Well, I am turning right onto I-77, the interstate road that will take me over the lake, and I like the way the water sparkles — like a mirror, always reflecting the light of the good sun.
I am listening to the radio but, really, I am not listening at all . . . because I am listening to the one thousand voices in my head going on and on about all the things that overwhelm. The emails left unchecked and the texts not answered. I think about the pills I forgot to take and the muscles I failed to stretch. Then, every trivial matter spirals into the deepest despair as I think about the body I cannot fix and the people I’ve let down. There’s the decisions I need to make about the kids and the guilt that comes uninvited.
There’s my marriage, my family, and trying to shoulder the weight of the world through the mere hours of work I clock in each week. I glance at the time. It’s only four o’clock, but I feel as tired and burdened as last-minute prayers at bedtime. In this moment, not a minute later, I need the kind of grace that can’t wait until kingdom come, can hardly wait until morning.

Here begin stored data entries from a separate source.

//! Application configuration
//!
//! Layered: built-in defaults, then an optional `config.toml` (or the file
//! named by `FORMRELAY_CONFIG`), then `FORMRELAY_*` environment variables
//! with `__` as the nesting separator (`FORMRELAY_MAIL__RECIPIENT`).
//!
//! Split into focused sub-modules:
//! - `server`: HTTP server settings
//! - `database`: SQLite database settings
//! - `mail`: addresses and SMTP transport profiles

mod database;
mod mail;
mod server;

use std::fmt;

use secrecy::SecretString;
use serde::{Deserialize, Serialize};
use tracing::debug;

pub use database::DatabaseConfig;
pub use mail::{MailAppConfig, SmtpTransportConfig, TransportSecurity};
pub use server::{LogFormat, ServerConfig};

use crate::telemetry::TelemetryConfig;

/// Environment variable prefix for configuration overrides
pub const ENV_PREFIX: &str = "FORMRELAY";

/// Environment variable naming an explicit configuration file
pub const CONFIG_PATH_ENV: &str = "FORMRELAY_CONFIG";

/// Legacy deployment variable holding the SMTP login
pub const LEGACY_EMAIL_USER: &str = "EMAIL_USER";

/// Legacy deployment variables holding the SMTP password, in lookup order
pub const LEGACY_EMAIL_PASSWORDS: [&str; 2] = ["EMAIL_APP_PASSWORD", "EMAIL_PASSWORD"];

/// Shared default for boolean `true` fields across config structs
pub(crate) const fn default_true() -> bool {
    true
}

/// Application environment (development or production)
///
/// Controls diagnostic exposure and validation strictness.
#[derive(Debug, Clone, Copy, PartialEq, Eq, Default, Serialize, Deserialize)]
#[serde(rename_all = "lowercase")]
pub enum Environment {
    /// Development environment - diagnostics exposed, relaxed warnings
    #[default]
    Development,
    /// Production environment - strict validation, no diagnostics
    Production,
}

impl fmt::Display for Environment {
    fn fmt(&self, f: &mut fmt::Formatter<'_>) -> fmt::Result {
        match self {
            Self::Development => write!(f, "development"),
            Self::Production => write!(f, "production"),
        }
    }
}

impl std::str::FromStr for Environment {
    type Err = String;

    fn from_str(s: &str) -> Result<Self, Self::Err> {
        match s.to_lowercase().as_str() {
            "development" | "dev" => Ok(Self::Development),
            "production" | "prod" => Ok(Self::Production),
            _ => Err(format!(
                "Invalid environment: {s}. Use 'development' or 'production'"
            )),
        }
    }
}

/// Main application configuration
#[derive(Debug, Clone, Default, Serialize, Deserialize)]
pub struct AppConfig {
    /// Application environment (development or production)
    #[serde(default)]
    pub environment: Environment,

    /// HTTP server configuration
    #[serde(default)]
    pub server: ServerConfig,

    /// Database configuration
    #[serde(default)]
    pub database: DatabaseConfig,

    /// Mail addresses and transports
    #[serde(default)]
    pub mail: MailAppConfig,

    /// Logging and OpenTelemetry export
    #[serde(default)]
    pub telemetry: TelemetryConfig,
}

impl AppConfig {
    /// Load configuration from the environment and an optional file
    ///
    /// The file is `config.toml` in the working directory unless
    /// `FORMRELAY_CONFIG` names another one. Legacy `EMAIL_USER` /
    /// `EMAIL_APP_PASSWORD` variables fill empty primary credentials.
    pub fn load() -> Result<Self, config::ConfigError> {
        let path = std::env::var(CONFIG_PATH_ENV).ok();
        let mut config = Self::load_from(path.as_deref())?;
        config.apply_env_credentials(|key| std::env::var(key).ok());
        Ok(config)
    }

    /// Load configuration from a specific file (required if given)
    pub fn load_from(path: Option<&str>) -> Result<Self, config::ConfigError> {
        let file = match path {
            Some(path) => config::File::with_name(path).required(true),
            None => config::File::with_name("config").required(false),
        };

        let builder = config::Config::builder()
            // Start with defaults
            .set_default("server.host", "0.0.0.0")?
            .set_default("server.port", 3000)?
            // Load from file if exists
            .add_source(file)
            // Override with environment variables (e.g., FORMRELAY_SERVER__PORT)
            .add_source(
                config::Environment::with_prefix(ENV_PREFIX)
                    .prefix_separator("_")
                    .separator("__")
                    .try_parsing(true)
                    .list_separator(",")
                    .with_list_parse_key("mail.cc")
                    .with_list_parse_key("server.allowed_origins"),
            );

        let config = builder.build()?;
        config.try_deserialize()
    }

    /// Fill empty primary transport credentials from the legacy variables
    ///
    /// Values already present in the file or `FORMRELAY_*` variables are
    /// never overridden. Returns the names of the variables that were used.
    pub fn apply_env_credentials<F>(&mut self, lookup: F) -> Vec<&'static str>
    where
        F: Fn(&str) -> Option<String>,
    {
        let non_empty = |key: &str| lookup(key).filter(|v| !v.trim().is_empty());
        let mut applied = Vec::new();
        let primary = &mut self.mail.primary;

        if primary.username.is_empty() {
            if let Some(user) = non_empty(LEGACY_EMAIL_USER) {
                primary.username = user;
                applied.push(LEGACY_EMAIL_USER);
            }
        }

        if !primary.has_password() {
            if let Some((key, password)) = LEGACY_EMAIL_PASSWORDS
                .iter()
                .find_map(|key| non_empty(key).map(|v| (*key, v)))
            {
                primary.password = SecretString::from(password);
                applied.push(key);
            }
        }

        for key in &applied {
            debug!(variable = key, "Loaded primary mail credential from legacy variable");
        }
        applied
    }

    /// Whether the service runs in production
    #[must_use]
    pub fn is_production(&self) -> bool {
        self.environment == Environment::Production
    }

    /// Redacted view of the configuration for operators
    ///
    /// Secrets are never serialized; this only reports whether they are set.
    #[must_use]
    pub fn redacted_summary(&self) -> serde_json::Value {
        let transport = |t: &SmtpTransportConfig| {
            serde_json::json!({
                "name": t.name,
                "host": t.host,
                "port": t.port,
                "security": t.security.to_string(),
                "username": t.username,
                "password_set": t.has_password(),
            })
        };

        serde_json::json!({
            "environment": self.environment.to_string(),
            "server": {
                "bind": self.server.bind_address(),
                "allowed_origins": self.server.allowed_origins,
                "log_format": self.server.log_format.to_string(),
            },
            "database": {
                "path": self.database.path,
                "run_migrations": self.database.run_migrations,
            },
            "mail": {
                "from": self.mail.sender_address(),
                "recipient": self.mail.recipient_address(),
                "cc": self.mail.cc,
                "operator_address": self.mail.operator(),
                "send_timeout_secs": self.mail.send_timeout_secs,
                "primary": transport(&self.mail.primary),
                "alternate": self.mail.alternate.as_ref().map(transport),
            },
            "telemetry": {
                "enabled": self.telemetry.enabled,
                "endpoint": self.telemetry.endpoint,
            },
        })
    }
}

#[cfg(test)]
mod tests {
    use std::collections::HashMap;
    use std::io::Write;

    use super::*;

    fn lookup(vars: &[(&str, &str)]) -> impl Fn(&str) -> Option<String> {
        let map: HashMap<String, String> = vars
            .iter()
            .map(|(k, v)| ((*k).to_string(), (*v).to_string()))
            .collect();
        move |key| map.get(key).cloned()
    }

    #[test]
    fn environment_parses_short_names() {
        assert_eq!("prod".parse::<Environment>().unwrap(), Environment::Production);
        assert_eq!("Development".parse::<Environment>().unwrap(), Environment::Development);
        assert!("staging".parse::<Environment>().is_err());
    }

    #[test]
    fn environment_defaults_to_development() {
        let config = AppConfig::default();
        assert_eq!(config.environment, Environment::Development);
        assert!(!config.is_production());
    }

    #[test]
    fn legacy_variables_fill_empty_credentials() {
        let mut config = AppConfig::default();
        let applied = config.apply_env_credentials(lookup(&[
            ("EMAIL_USER", "site@gmail.com"),
            ("EMAIL_APP_PASSWORD", "abcd efgh"),
            ("EMAIL_PASSWORD", "ignored"),
        ]));

        assert_eq!(applied, vec!["EMAIL_USER", "EMAIL_APP_PASSWORD"]);
        assert_eq!(config.mail.primary.username, "site@gmail.com");
        assert_eq!(config.mail.primary.password_str(), "abcd efgh");
    }

    #[test]
    fn plain_password_variable_is_fallback() {
        let mut config = AppConfig::default();
        config.apply_env_credentials(lookup(&[("EMAIL_PASSWORD", "secret")]));
        assert_eq!(config.mail.primary.password_str(), "secret");
    }

    #[test]
    fn configured_credentials_are_not_overridden() {
        let mut config = AppConfig::default();
        config.mail.primary.username = "configured@example.com".to_string();
        config.mail.primary.password = SecretString::from("configured".to_string());

        let applied = config.apply_env_credentials(lookup(&[
            ("EMAIL_USER", "legacy@example.com"),
            ("EMAIL_PASSWORD", "legacy"),
        ]));

        assert!(applied.is_empty());
        assert_eq!(config.mail.primary.username, "configured@example.com");
        assert_eq!(config.mail.primary.password_str(), "configured");
    }

    #[test]
    fn blank_legacy_values_are_ignored() {
        let mut config = AppConfig::default();
        let applied = config.apply_env_credentials(lookup(&[("EMAIL_USER", "  ")]));
        assert!(applied.is_empty());
        assert!(config.mail.primary.username.is_empty());
    }

    #[test]
    fn load_from_file() {
        let dir = tempfile::tempdir().unwrap();
        let path = dir.path().join("formrelay.toml");
        let mut file = std::fs::File::create(&path).unwrap();
        writeln!(
            file,
            r#"
environment = "production"

[server]
port = 8080
allowed_origins = ["https://example.com"]

[mail]
recipient = "owner@example.com"
operator_address = "ops@example.com"
send_timeout_secs = 5

[mail.primary]
host = "smtp.example.com"
port = 465
security = "tls"
username = "site@example.com"
password = "from-file"

[mail.alternate]
name = "backup"
host = "smtp.backup.example.com"
"#
        )
        .unwrap();

        let config = AppConfig::load_from(path.to_str()).unwrap();

        assert!(config.is_production());
        assert_eq!(config.server.port, 8080);
        assert_eq!(config.server.host, "0.0.0.0");
        assert_eq!(config.server.allowed_origins, vec!["https://example.com"]);
        assert_eq!(config.mail.recipient, "owner@example.com");
        assert_eq!(config.mail.send_timeout_secs, 5);
        assert_eq!(config.mail.primary.security, TransportSecurity::Tls);
        assert_eq!(config.mail.primary.password_str(), "from-file");
        let alternate = config.mail.alternate.unwrap();
        assert_eq!(alternate.name, "backup");
        assert_eq!(alternate.port, 587);
    }

    #[test]
    fn missing_explicit_file_is_an_error() {
        assert!(AppConfig::load_from(Some("/nonexistent/formrelay.toml")).is_err());
    }

    #[test]
    fn redacted_summary_hides_password() {
        let mut config = AppConfig::default();
        config.mail.primary.username = "site@example.com".to_string();
        config.mail.primary.password = SecretString::from("hunter2".to_string());

        let summary = config.redacted_summary();
        let text = summary.to_string();

        assert!(!text.contains("hunter2"));
        assert_eq!(summary["mail"]["primary"]["password_set"], true);
        assert_eq!(summary["mail"]["from"], "site@example.com");
        assert!(summary["mail"]["alternate"].is_null());
    }
}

I need the fresh reminder of God’s mercy right now; I need the reminder that His love knows no bounds. Long gone are my teenage years, that raging age when I’d cry myself to sleep, unsure of God’s love and overwhelmed with the weight of life. Desperate to believe that God’s love was really for me, I’d cry my heart out just before sleep, only to wake up puffy-eyed and hoping the newness that I felt from waking to a new day was really God’s way of waking me to new mercies.
But, right here in the car, I think I’ve realized something that teenage me never did. Right here in my car with nothing mystical or magnificent happening — not even the circuit of the sun setting and rising that I rely on to fix the gaping need in my soul — I feel God and His presence and the promise of His steadfast mercy.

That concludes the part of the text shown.